Discoveries
Cedars-Sinai Experts Discuss the Mysteries of Memory
Sep 11, 2024 Sarah Spivack LaRosa
Ueli Rutishauser, PhD, and Adam Mamelak, MD, study the neural mechanisms of learning, memory and decision-making. In one recent study, published in Nature, they identified for the first time the way specific neurons coordinate focus in working memory. Another study, also published in Nature, is the first to demonstrate the dual neurological processes that allow humans to learn rapidly: ignoring irrelevant details and making educated guesses.
In a broad discussion with Discoveries, edited for clarity, Rutishauser, director of the Center for Neural Science and Medicine and the Board of Governors Chair in Neurosciences, and Mamelak, director of the Functional Neurosurgery Program, discuss how their work informs their perspectives on the mind and how their study of the human brain exemplifies Cedars-Sinai’s mission to simultaneously gain scientific insight and improve the lives of patients.
Humans are uniquely human, and while much valuable research is performed in animals and cell cultures, to answer fundamentally human questions, we need to probe human brains and ask fundamental questions that have a real connection to the human mind."
-Dr. Adam Mamelak
Your research uncovers correlations between mental states and neural states. Is there a difference between the brain and the mind?
Adam Mamelak: It’s not possible to make a definitive statement, given our immature knowledge base today. The brain is the structure that physically generates memories and senses and perceives the world based on underlying mechanisms. Does that imply some underlying deeper process? It doesn’t exclude that possibility, at least in my opinion. But the working assumption in neuroscience is that if you understand brain networks and mechanisms, you will, in turn, understand the mind.
Ueli Rutishauser: Ultimately, the brain creates the mind—or rather, the body creates the mind. We are starting to understand more about the mechanisms of memory, how we make decisions, and different moods and aspects of personality. We are at the very beginning, but it’s clear that one should not regard the brain as an isolated entity; there are interactions with so many different parts of the body. Those are also part of your mind.
Your research shows that we segment our memories, despite experiences being continuous. Is memory accurate?
UR: Studies show that many aspects of memories that we believe are accurate are basically made up. You might really believe, for example, that you can describe your childhood room in great detail. But if one really checks on the details, the memory is inaccurate. We fill in the blanks. It’s constructed, to a shocking extent, and very unreliable.

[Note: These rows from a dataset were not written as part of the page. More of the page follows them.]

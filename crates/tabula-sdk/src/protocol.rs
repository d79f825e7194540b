//! Wire types for the extraction service API.

use serde::{Deserialize, Serialize};
use tabula_domain::{ProcessingRequest, Record, SchemaDraft};

/// Body of `POST /api/create-schema`
#[derive(Debug, Clone, PartialEq, Eq, Serialize, Deserialize)]
pub struct CreateSchemaRequest {
    /// Ordered `[name, type, description]` triples
    pub field_definitions: Vec<[String; 3]>,
    /// Record class name
    pub class_name: String,
}

impl CreateSchemaRequest {
    /// Build the request from a draft, keeping field order
    pub fn from_draft(draft: &SchemaDraft) -> Self {
        Self {
            field_definitions: draft.as_triples(),
            class_name: draft.class_name().to_string(),
        }
    }
}

/// Success body of `POST /api/create-schema`
#[derive(Debug, Clone, PartialEq, Eq, Serialize, Deserialize)]
pub struct CreateSchemaResponse {
    /// Generated record model source
    pub model_code: String,
    /// Generated list wrapper source
    #[serde(default, skip_serializing_if = "Option::is_none")]
    pub wrapper_code: Option<String>,
    /// Human-readable confirmation
    #[serde(default, skip_serializing_if = "Option::is_none")]
    pub message: Option<String>,
}

/// Body of `POST /api/process-data`
#[derive(Debug, Clone, PartialEq, Eq, Serialize, Deserialize)]
pub struct ProcessDataRequest {
    /// Raw input text
    pub text: String,
    /// Window size in characters
    pub chunk_size: i64,
    /// Characters shared between consecutive windows
    pub chunk_overlap: i64,
}

impl From<&ProcessingRequest> for ProcessDataRequest {
    fn from(request: &ProcessingRequest) -> Self {
        Self {
            text: request.text.clone(),
            chunk_size: request.chunk_size,
            chunk_overlap: request.chunk_overlap,
        }
    }
}

/// Success body of `POST /api/process-data`
#[derive(Debug, Clone, PartialEq, Serialize, Deserialize)]
pub struct ProcessDataResponse {
    /// Extracted records, flattened across chunks
    pub results: Vec<Record>,
    /// Record count as reported by the service
    pub total_items: u64,
}

/// Body of `POST /api/export-csv`
#[derive(Debug, Clone, PartialEq, Serialize, Deserialize)]
pub struct ExportCsvRequest {
    /// Records to export
    pub data: Vec<Record>,
}

/// Body of `GET /health`
#[derive(Debug, Clone, PartialEq, Eq, Serialize, Deserialize)]
pub struct HealthStatus {
    /// Service status, `"healthy"` when up
    #[serde(default, skip_serializing_if = "Option::is_none")]
    pub status: Option<String>,
    /// Extraction model the service is configured with
    #[serde(default)]
    pub model: Option<String>,
}

/// Error body returned with non-2xx responses
#[derive(Debug, Clone, Default, PartialEq, Eq, Serialize, Deserialize)]
pub struct ErrorBody {
    /// Error message
    #[serde(default)]
    pub error: Option<String>,
}

#[cfg(test)]
mod tests {
    use super::*;
    use tabula_domain::FieldDefinition;

    #[test]
    fn test_create_schema_request_shape() {
        let draft = SchemaDraft::new(
            "X",
            vec![
                FieldDefinition::new("name", "str", "d"),
                FieldDefinition::new("age", "int", "d2"),
            ],
        );
        let body = serde_json::to_value(CreateSchemaRequest::from_draft(&draft)).unwrap();
        assert_eq!(
            body,
            serde_json::json!({
                "field_definitions": [["name", "str", "d"], ["age", "int", "d2"]],
                "class_name": "X"
            })
        );
    }

    #[test]
    fn test_create_schema_response_parsing() {
        let json = r#"{
            "status": "success",
            "model_code": "class X(BaseModel):\n    original: str",
            "wrapper_code": "class Final_data(BaseModel): ...",
            "message": "Schema created successfully and model initialized"
        }"#;

        let response: CreateSchemaResponse = serde_json::from_str(json).unwrap();
        assert!(response.model_code.starts_with("class X"));
        assert!(response.wrapper_code.is_some());
    }

    #[test]
    fn test_process_response_preserves_key_order() {
        let json = r#"{"status": "success", "results": [{"z": 1, "a": "x"}], "total_items": 1}"#;
        let response: ProcessDataResponse = serde_json::from_str(json).unwrap();
        let keys: Vec<_> = response.results[0].keys().cloned().collect();
        assert_eq!(keys, vec!["z", "a"]);
        assert_eq!(response.total_items, 1);
    }

    #[test]
    fn test_health_parsing() {
        let health: HealthStatus =
            serde_json::from_str(r#"{"status": "healthy", "model": "gemini-2.0-flash"}"#).unwrap();
        assert_eq!(health.model.as_deref(), Some("gemini-2.0-flash"));
    }

    #[test]
    fn test_error_body_without_error_field() {
        let body: ErrorBody = serde_json::from_str(r#"{"detail": "x"}"#).unwrap();
        assert!(body.error.is_none());
    }
}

AM: Ueli has pioneered an idea with a very simple task that he’s been testing for years: First, he shows a person 50 pictures one second apart. Then he returns 30 minutes later and presents 100 pictures—half new and half from the first set—and asks, “Have you seen this before?” People tend to do this very well. But they’ll sometimes say, “I've never seen that picture before,” when they actually have, indicating there is a difference between what you remember and what is correct. This is a well-known observation in eyewitness memory, as well.
You have studied novelty and memory processing. What are the selection criteria for creating a long-term memory?
UR: There are a variety of criteria. An important one that we have studied is an event’s salience or novelty when you experience something for the first time.
AM: There’s almost surely an emotional component to it. In post-traumatic stress disorder, the emotional salience is a very dangerous situation associated with the memory. The coupling to the emotional content may modify the significance of the event.
Since so much is novel to children, do they process memory differently?
AM: When you’re young, you just have much less experience. Maybe everything is more unique for kids, and maybe that’s why there’s more capacity to remember individual things. As we get older, those networks get saturated with more and more common situations. Things look more similar, and it’s harder to distinctly, episodically separate them out. That’s a largely theoretical idea, but one that matches what we observe with memory development in children.
UR: One of the big mysteries in memory is childhood amnesia: We remember nothing about our early childhood. Those early memories don’t transfer into adulthood. One theory says that this is deliberate. Another theory is that our scaffold of knowledge isn’t well developed in childhood, so these memories cannot be referenced anymore. And there are other theories that say that the concept of episodic memory hasn't emerged yet. But childhood amnesia is not fundamentally understood.
Why do adults "actively forget"?
UR: It’s related to learning. To learn is not to remember everything you experience, but to abstract away something more general that you can apply to new situations. So, learning has a lot to do with forgetting—choosing not to remember irrelevant details.
What makes your work significant?
AM: Humans are uniquely human, and while much valuable research is performed in animals and cell cultures, to answer fundamentally human questions, we need to probe human brains and ask fundamental questions that have a real connection to the human mind. Yes, this work can lead to treatments and cures, but there’s also an intrinsic interest in exploring the unknown. This type of work really does both: It may potentially lead to novel ways to approach diseases and disorders. But it can also lead to a greater understanding of who we are and what we are.